To test the potential of the Cas9 system to induce gene knockouts in plants, we took advantage of Agrobacterium tumefaciens–mediated transient expression assays (agroinfiltration) to co-express a Cas9 variant with a eukaryotic nuclear localization signal and an sgRNA in the model plant Nicotiana benthamiana4. First, we constructed a green fluorescent protein (GFP)-tagged version of Cas9 using a previously described clone5. We expressed GFP-Cas9 in N. benthamiana leaf tissue using standard agroinfiltration protocols6 and observed a clear nuclear localization (Supplementary Fig. 1) consistent with the nuclear localization previously observed in human cells7. We then generated an sgRNA with the guide sequence matching a 20-bp region within the phytoene desaturase (PDS) gene in Nicotiana benthamiana (Fig. 1a).
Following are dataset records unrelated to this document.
use dotenv::dotenv;
use std::sync::Arc;
use tracing::info;

use sse_bridge::{config::Config, create_app, logging::init_logging, AppState, SessionRegistry};

#[tokio::main]
async fn main() -> anyhow::Result<()> {
    let loaded_dotenv = dotenv().is_ok();

    let config = Config::from_env()?;
    init_logging(&config)?;

    if loaded_dotenv {
        info!("✅ Loaded .env file");
    }
    config.log_summary();

    let app_state = AppState::new(config.clone());
    let sessions = Arc::clone(&app_state.sessions);
    let app = create_app(app_state)?;

    let listener = tokio::net::TcpListener::bind(config.bind_address()).await?;

    info!("🚀 Server started successfully on {}", config.bind_address());
    info!("📡 Event stream: http://{}/sse", config.bind_address());
    info!("📊 Health check: http://{}/health", config.bind_address());

    axum::serve(listener, app)
        .with_graceful_shutdown(shutdown_signal(sessions))
        .await?;

    info!("👋 Server stopped");
    Ok(())
}

/// Resolves on Ctrl-C or SIGTERM after closing every open session, so the
/// event streams finish and the graceful shutdown can complete.
async fn shutdown_signal(sessions: Arc<SessionRegistry>) {
    let ctrl_c = async {
        if let Err(e) = tokio::signal::ctrl_c().await {
            tracing::error!("❌ Failed to listen for Ctrl-C: {}", e);
            std::future::pending::<()>().await;
        }
    };

    #[cfg(unix)]
    let terminate = async {
        match tokio::signal::unix::signal(tokio::signal::unix::SignalKind::terminate()) {
            Ok(mut signal) => {
                signal.recv().await;
            }
            Err(e) => {
                tracing::error!("❌ Failed to listen for SIGTERM: {}", e);
                std::future::pending::<()>().await;
            }
        }
    };

    #[cfg(not(unix))]
    let terminate = std::future::pending::<()>();

    tokio::select! {
        _ = ctrl_c => {},
        _ = terminate => {},
    }

    info!("🛑 Shutdown signal received");
    sessions.close_all();
}
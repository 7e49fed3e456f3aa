//! End-to-end tests over a real listener: open a stream, post to it, read
//! what the stream pushes back.

mod support;

use serde_json::json;
use std::collections::HashSet;
use std::time::Duration;

use support::TestServer;

const WAIT: Duration = Duration::from_secs(5);

#[tokio::test]
async fn test_ping_is_pushed_back_on_the_stream() {
    let server = TestServer::spawn().await;
    let (endpoint, mut events) = server.open_stream().await;
    assert!(endpoint.starts_with("/message?sessionid="));

    let (status, body) = server
        .post(&endpoint, r#"{"requestid":"1","method":"ping"}"#)
        .await;
    assert_eq!(status, 200);
    assert_eq!(body, json!({ "status": "ok" }));

    assert_eq!(
        events.next_data(WAIT).await.as_deref(),
        Some("this is a ping request")
    );
}

#[tokio::test]
async fn test_every_method_gets_its_response_in_order() {
    let server = TestServer::spawn().await;
    let (endpoint, mut events) = server.open_stream().await;

    let requests = [
        r#"{"requestid":"1","method":"tools/list"}"#,
        r#"{"requestid":"2","method":"resources/list","params":{"cursor":null}}"#,
        r#"{"requestid":"3","method":"ping"}"#,
    ];
    let expected = [
        "this is a list tools request",
        "this is a list resources request",
        "this is a ping request",
    ];

    for (request, response) in requests.into_iter().zip(expected) {
        let (status, _) = server.post(&endpoint, request).await;
        assert_eq!(status, 200);
        assert_eq!(events.next_data(WAIT).await.as_deref(), Some(response));
    }
}

#[tokio::test]
async fn test_unknown_session_is_not_found() {
    let server = TestServer::spawn().await;

    let (status, body) = server
        .post(
            "/message?sessionid=doesnotexist",
            r#"{"requestid":"1","method":"ping"}"#,
        )
        .await;

    assert_eq!(status, 404);
    assert_eq!(body, json!({ "error": "sessionid not found" }));
}

#[tokio::test]
async fn test_malformed_body_is_rejected_and_not_relayed() {
    let server = TestServer::spawn().await;
    let (endpoint, mut events) = server.open_stream().await;

    let (status, body) = server.post(&endpoint, "not json").await;
    assert_eq!(status, 400);
    assert!(body["error"]
        .as_str()
        .unwrap()
        .starts_with("invalid JSON payload"));

    // The next frame on the stream belongs to the next valid request
    let (status, _) = server
        .post(&endpoint, r#"{"requestid":"2","method":"tools/list"}"#)
        .await;
    assert_eq!(status, 200);
    assert_eq!(
        events.next_data(WAIT).await.as_deref(),
        Some("this is a list tools request")
    );
}

#[tokio::test]
async fn test_validation_errors() {
    let server = TestServer::spawn().await;
    let (endpoint, _events) = server.open_stream().await;

    let (status, body) = server.post(&endpoint, "").await;
    assert_eq!(status, 400);
    assert_eq!(body, json!({ "error": "data is required" }));

    let (status, body) = server.post("/message?sessionid=doesnotexist", "").await;
    assert_eq!(status, 400);
    assert_eq!(body, json!({ "error": "data is required" }));

    let (status, body) = server
        .post("/message", r#"{"requestid":"1","method":"ping"}"#)
        .await;
    assert_eq!(status, 400);
    assert_eq!(body, json!({ "error": "sessionid is required" }));

    let (status, body) = server
        .post(&endpoint, r#"{"requestid":"1","method":"prompts/list"}"#)
        .await;
    assert_eq!(status, 400);
    assert!(body["error"].as_str().unwrap().contains("prompts/list"));
}

#[tokio::test]
async fn test_closed_stream_session_is_not_found() {
    let server = TestServer::spawn().await;
    let (endpoint, events) = server.open_stream().await;
    assert_eq!(server.state.sessions.len(), 1);

    drop(events);

    // The server tears the session down once it notices the closed peer
    let mut torn_down = false;
    for _ in 0..100 {
        if server.state.sessions.is_empty() {
            torn_down = true;
            break;
        }
        tokio::time::sleep(Duration::from_millis(20)).await;
    }
    assert!(torn_down, "session was not deregistered after disconnect");

    let (status, body) = server
        .post(&endpoint, r#"{"requestid":"1","method":"ping"}"#)
        .await;
    assert_eq!(status, 404);
    assert_eq!(body, json!({ "error": "sessionid not found" }));
}

#[tokio::test]
async fn test_concurrent_streams_get_distinct_sessions() {
    let server = TestServer::spawn().await;

    let opened = futures::future::join_all((0..8).map(|_| server.open_stream())).await;
    let endpoints: HashSet<_> = opened.iter().map(|(endpoint, _)| endpoint.clone()).collect();

    assert_eq!(endpoints.len(), 8);
    assert_eq!(server.state.sessions.len(), 8);
}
The sgRNA was placed under an Arabidopsis U6 promoter (Supplementary Fig. 2). Both GFP-Cas9 and sgRNA were co-expressed in N. benthamiana leaf tissue using A. tumefaciens as a vector. The tissue was harvested 2 days later and DNA was extracted. To easily detect sgRNA-guided, Cas9-induced mutations at the PDS locus, we used the restriction enzyme site loss method2; as the target sequence within the PDS gene overlaps with an MlyI restriction site, we digested the genomic DNA with MlyI and then performed a polymerase chain reaction (PCR) with primers flanking the target site (Supplementary Table 1). By doing so, we greatly reduced unaltered wild-type DNA in the sample and enriched for DNA molecules carrying mutations that remove the MlyI site.
The presence of both Cas9 and the sgRNA resulted in increased levels of the PCR product (Fig. 1b, lane 1) compared with negative control treatments (Fig. 1b, lanes 2 and 3). Nondigested N. benthamiana genomic DNA was used as a positive control (Fig. 1b, lane 4). The assay was robust and reproducible because we detected MlyI-resistant amplicons in three additional independent experiments using different plants (Supplementary Figs. 3 and 4). The PCR products from Figure 1b, lanes 1 and 4 were cloned into a high-copy vector and individual clones sequenced. Sequence analysis of 20 clones derived from the PCR product in lane 1 revealed the presence of indels in 17 of them. The indels can be grouped into nine different types ranging from 1- to 9-bp deletions to 1-bp insertions (Fig. 1c and Supplementary Fig. 5). All recovered indels abolish the MlyI restriction site within the target region. With regard to 1-bp indels, we cannot totally rule out the possibility that these mutations were introduced by the DNA polymerase during the PCR amplification step. Sequences of the eight clones derived from the control PCR product shown in lane 4 were all wild type.
To estimate the efficiency of targeted mutagenesis, we amplified nondigested genomic DNA from negative controls and N. benthamiana leaves expressing both Cas9 and sgRNA, digested the amplicons with MlyI and subjected them to gel electrophoresis. We then measured the intensity of the uncut band relative to the intensity of all detectable bands in a gel lane as described previously8 (Fig. 2a and Supplementary Fig. 6). We estimated the mutation rate to be in the range of 1.8% to 2.4% (2.1% average) based on four independent experiments.
We also examined whether plants could be regenerated from cells modified using the Cas9 system. N. benthamiana leaf sections expressing Cas9 and the sgRNA were excised and placed on selective medium to regenerate plantlets (Supplementary Methods). DNA extracted from leaf tissue of the regenerated plants was used to detect sgRNA-guided, Cas9-induced mutations with the restriction enzyme site loss method described above. Increases of MlyI-resistant PCR product were observed in 2 out of 30 plants regenerated from the sgRNA:Cas9-expressing tissue but not in the negative control treatments (Fig. 2b). To determine which mutations are present in the PDS locus of transgenic plants 2 and 3, we cloned DNA fragments from PCR products amplified using MlyI-digested genomic DNA (Fig. 2b). In the case of plant 2, only one type of mutation was found, whereas sequencing reads from plant 3 revealed four different mutations (Supplementary Fig. 7). Both plants appear to carry the wild-type PDS locus given that the PCR products amplified using the nondigested genomic DNA were partially cut by MlyI (Fig. 2b). Therefore, plant 3 is clearly mosaic with multiple mutations in addition to the wild-type sequence, whereas plant 2 could be either mosaic or heterozygous. Overall, these results suggest that Cas9 and the sgRNA are not toxic and that the induced mutations can be transferred to whole plants.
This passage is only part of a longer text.